### Task item:
From the entries below, gather every line containing the string "dark".

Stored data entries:
□ □ □ □ □
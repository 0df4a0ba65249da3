//! Data model and wire codec for the Buxton configuration daemon.
//!
//! Buxton clients and the daemon exchange length-prefixed binary frames over
//! a Unix stream socket. Each frame carries a message type, a correlation id
//! and up to sixteen typed parameters; every parameter pairs a value with the
//! access-control label attached to it. This crate defines the value model
//! ([`Value`], [`Label`], [`Key`]), the message and status taxonomy, and the
//! codec ([`peek_size`], [`encode`], [`decode`]).
//!
//! ## Frame layout
//!
//! All integers are little-endian. A frame is:
//!
//! ```text
//! magic:u32 = 0x672 | total_len:u32 | msg_type:u32 | msgid:u64 | param_count:u32 | params...
//! ```
//!
//! `total_len` includes the 24-byte header and is capped at 4096 bytes; a
//! frame may carry at most 16 parameters. Each parameter is:
//!
//! ```text
//! type:u32 | label_len:u32 | value_len:u32 | label_bytes | value_bytes
//! ```
//!
//! String payloads (values and labels alike) carry a single trailing NUL
//! byte and their length fields count it, so an empty string serialises to
//! length 1 and a label is never shorter than 2 bytes on the wire.

mod key;
mod message;
mod value;
mod wire;

pub use key::{Key, KeyError};
pub use message::{Direction, MessageType, Status};
pub use value::{DataType, Label, Value};
pub use wire::{
    HEADER_LEN, MAGIC, MAX_MESSAGE_LEN, MAX_PARAMS, MIN_PARAM_LEN, Message, Param, WireError,
    decode, encode, peek_size,
};
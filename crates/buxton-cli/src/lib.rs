//! Command-line tool for the Buxton configuration database.
//!
//! `buxtonctl` talks to the daemon over its socket by default; with
//! `--direct` it opens the layer databases in-process, which is reserved
//! for root.

pub mod cli;
pub mod commands;
pub mod errors;

pub use cli::{Cli, Command};
pub use commands::{Session, run};
pub use errors::AppError;
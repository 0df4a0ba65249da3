//! Command execution over either transport.
//!
//! Every subcommand runs against a [`Session`]: a socket connection to the
//! daemon, or in direct mode an in-process [`Control`] over the same layer
//! configuration. Direct mode is restricted to root, matching the
//! daemon's own system-layer rule (and honouring the same environment
//! override, so test harnesses can exercise it unprivileged).

use std::env;

use camino::Utf8PathBuf;

use buxton::{Client, Status};
use buxton_config::{ROOT_CHECK_ENV, load_layer_configs};
use buxton_direct::{BackendRegistry, Caller, Control, SmackCache};
use buxton_proto::{DataType, Key, Label, Value};

use crate::cli::{Cli, Command};
use crate::errors::AppError;

/// A connected execution target for subcommands.
pub enum Session {
    /// Requests travel over the daemon socket.
    Socket(Client),
    /// Requests run in-process against the layer databases.
    Direct(Box<DirectSession>),
}

/// The direct path: an in-process control plus the calling identity.
pub struct DirectSession {
    control: Control,
    caller: Caller,
}

impl Session {
    /// Opens the session the invocation asked for.
    ///
    /// # Errors
    ///
    /// Returns [`AppError`] when direct mode is requested without root,
    /// the configuration cannot be loaded, or the daemon is unreachable.
    pub fn open(cli: &Cli) -> Result<Self, AppError> {
        if cli.direct {
            let uid = nix::unistd::geteuid().as_raw();
            if uid != 0 && !root_check_disabled() {
                return Err(AppError::DirectRequiresRoot);
            }
            let config_path = cli
                .config
                .clone()
                .unwrap_or_else(buxton_config::default_config_path);
            let db_root = cli
                .db_root
                .clone()
                .unwrap_or_else(buxton_config::default_db_root);
            let layers = load_layer_configs(&config_path)?;
            let control = Control::open(
                layers,
                BackendRegistry::new(db_root),
                SmackCache::load(buxton_config::default_smack_rules_path()),
            );
            return Ok(Self::Direct(Box::new(DirectSession {
                control,
                caller: Caller::direct(uid),
            })));
        }

        let socket: Utf8PathBuf = cli
            .socket
            .clone()
            .unwrap_or_else(buxton_config::socket_path);
        Ok(Self::Socket(Client::connect_to(&socket)?))
    }

    fn get_record(&mut self, key: &Key) -> Result<(Value, Label), AppError> {
        match self {
            Self::Socket(client) => {
                let (status, record) = client.get_record_sync(key)?;
                expect_ok(status)?;
                record.ok_or(AppError::Daemon(Status::Failed))
            }
            Self::Direct(session) => {
                let record = session.control.get(&session.caller, key)?;
                Ok((record.value, record.label))
            }
        }
    }

    fn set(&mut self, key: &Key, value: Value) -> Result<(), AppError> {
        match self {
            Self::Socket(client) => expect_ok(client.set_value_sync(key, value)?),
            Self::Direct(session) => {
                session.control.set(&session.caller, key, value)?;
                Ok(())
            }
        }
    }

    fn unset(&mut self, key: &Key) -> Result<(), AppError> {
        match self {
            Self::Socket(client) => expect_ok(client.unset_value_sync(key)?),
            Self::Direct(session) => {
                session.control.unset(&session.caller, key)?;
                Ok(())
            }
        }
    }

    fn create_group(&mut self, key: &Key, label: Option<Label>) -> Result<(), AppError> {
        match self {
            Self::Socket(client) => expect_ok(client.create_group_sync(key)?),
            Self::Direct(session) => {
                session.control.create_group(&session.caller, key, label)?;
                Ok(())
            }
        }
    }

    fn remove_group(&mut self, key: &Key) -> Result<(), AppError> {
        match self {
            Self::Socket(client) => expect_ok(client.remove_group_sync(key)?),
            Self::Direct(session) => {
                session.control.remove_group(&session.caller, key)?;
                Ok(())
            }
        }
    }

    fn set_label(&mut self, key: &Key, label: &Label) -> Result<(), AppError> {
        match self {
            Self::Socket(client) => expect_ok(client.set_label_sync(key, label)?),
            Self::Direct(session) => {
                session
                    .control
                    .set_label(&session.caller, key, label.clone())?;
                Ok(())
            }
        }
    }

    fn list_keys(&mut self, layer: &str) -> Result<Vec<String>, AppError> {
        match self {
            Self::Socket(client) => {
                let (status, keys) = client.list_keys_sync(layer)?;
                expect_ok(status)?;
                Ok(keys)
            }
            Self::Direct(session) => Ok(session
                .control
                .list(&session.caller, layer)?
                .into_iter()
                .map(|key| key.to_string())
                .collect()),
        }
    }
}

/// Executes one parsed invocation, writing results to stdout.
///
/// # Errors
///
/// Returns [`AppError`] when the operation fails; the caller maps this to
/// a non-zero exit code.
pub fn run(cli: Cli) -> Result<(), AppError> {
    let mut session = Session::open(&cli)?;
    let data_type = cli.command.data_type();

    match cli.command {
        Command::GetString(args)
        | Command::GetInt32(args)
        | Command::GetUint32(args)
        | Command::GetInt64(args)
        | Command::GetUint64(args)
        | Command::GetFloat(args)
        | Command::GetDouble(args)
        | Command::GetBool(args) => {
            let key = Key::new(args.layer.as_deref(), args.group, Some(args.name))?;
            let (value, _) = session.get_record(&key)?;
            let Some(expected) = data_type else {
                return Ok(());
            };
            if value.data_type() != expected {
                return Err(AppError::Daemon(Status::InvalidType));
            }
            println!("{value}");
        }
        Command::SetString(args)
        | Command::SetInt32(args)
        | Command::SetUint32(args)
        | Command::SetInt64(args)
        | Command::SetUint64(args)
        | Command::SetFloat(args)
        | Command::SetDouble(args)
        | Command::SetBool(args) => {
            let key = Key::new(Some(args.layer), args.group, Some(args.name))?;
            let value = Value::parse_as(data_type.unwrap_or(DataType::String), &args.value)?;
            session.set(&key, value)?;
        }
        Command::UnsetValue(args) => {
            let key = Key::new(Some(args.layer), args.group, Some(args.name))?;
            session.unset(&key)?;
        }
        Command::GetLabel(args) => {
            if args.name.is_none() && !cli.direct {
                return Err(AppError::GroupLabelNeedsDirect);
            }
            let key = Key::new(args.layer.as_deref(), args.group, args.name)?;
            let (_, label) = session.get_record(&key)?;
            println!("{label}");
        }
        Command::SetLabel(args) => {
            let key = Key::new(Some(args.layer), args.group, args.name)?;
            let label = Label::new(args.label)?;
            session.set_label(&key, &label)?;
        }
        Command::CreateGroup(args) => {
            let key = Key::new(Some(args.layer), args.group, None::<String>)?;
            let label = args.label.map(Label::new).transpose()?;
            session.create_group(&key, label)?;
        }
        Command::RemoveGroup(args) => {
            let key = Key::new(Some(args.layer), args.group, None::<String>)?;
            session.remove_group(&key)?;
        }
        Command::ListKeys(args) => {
            for key in session.list_keys(&args.layer)? {
                println!("{key}");
            }
        }
    }
    Ok(())
}

fn expect_ok(status: Status) -> Result<(), AppError> {
    if status.is_ok() {
        Ok(())
    } else {
        Err(AppError::Daemon(status))
    }
}

fn root_check_disabled() -> bool {
    env::var(ROOT_CHECK_ENV).is_ok_and(|value| value == "0")
}

#[cfg(test)]
mod tests {
    use clap::Parser;
    use serial_test::serial;

    use super::*;
    use crate::cli::Cli;

    const CONFIG: &str = "\
[scratch]
Type = User
Backend = memory
Priority = 1
Description = scratch layer for tests
";

    fn scratch_cli(dir: &tempfile::TempDir, argv: &[&str]) -> Cli {
        let config = dir.path().join("buxton.conf");
        std::fs::write(&config, CONFIG).expect("write config");
        let mut full = vec!["buxtonctl"];
        full.extend_from_slice(argv);
        full.extend_from_slice(&[
            "--direct",
            "--config",
            config.to_str().expect("utf8"),
            "--db-root",
            dir.path().to_str().expect("utf8"),
        ]);
        Cli::parse_from(full)
    }

    #[test]
    #[serial]
    fn direct_mode_requires_root_or_the_override() {
        unsafe { env::remove_var(ROOT_CHECK_ENV) };
        let dir = tempfile::tempdir().expect("tempdir");
        let cli = scratch_cli(&dir, &["list-keys", "scratch"]);
        if nix::unistd::geteuid().is_root() {
            assert!(Session::open(&cli).is_ok());
        } else {
            assert!(matches!(
                Session::open(&cli),
                Err(AppError::DirectRequiresRoot)
            ));
        }
    }

    #[test]
    #[serial]
    fn direct_round_trip_on_a_user_layer() {
        unsafe { env::set_var(ROOT_CHECK_ENV, "0") };
        let dir = tempfile::tempdir().expect("tempdir");

        run(scratch_cli(&dir, &["create-group", "scratch", "app"])).expect("create group");

        // Memory state does not persist across sessions, so the mutation
        // and the read must share one.
        let cli = scratch_cli(&dir, &["list-keys", "scratch"]);
        let mut session = Session::open(&cli).expect("open session");
        let key = Key::new(Some("scratch"), "app", Some("theme")).expect("key");
        session
            .create_group(&Key::new(Some("scratch"), "app", None::<String>).expect("group"), None)
            .expect("create group");
        session
            .set(&key, Value::String("dark".into()))
            .expect("set");
        let (value, label) = session.get_record(&key).expect("get");
        assert_eq!(value, Value::String("dark".into()));
        assert_eq!(label, Label::default());

        let keys = session.list_keys("scratch").expect("list");
        assert_eq!(keys, vec!["app".to_string(), "app:theme".to_string()]);
        unsafe { env::remove_var(ROOT_CHECK_ENV) };
    }
}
□ □ □ □ □
### Output for this task:
            .set(&key, Value::String("dark".into()))
        assert_eq!(value, Value::String("dark".into()));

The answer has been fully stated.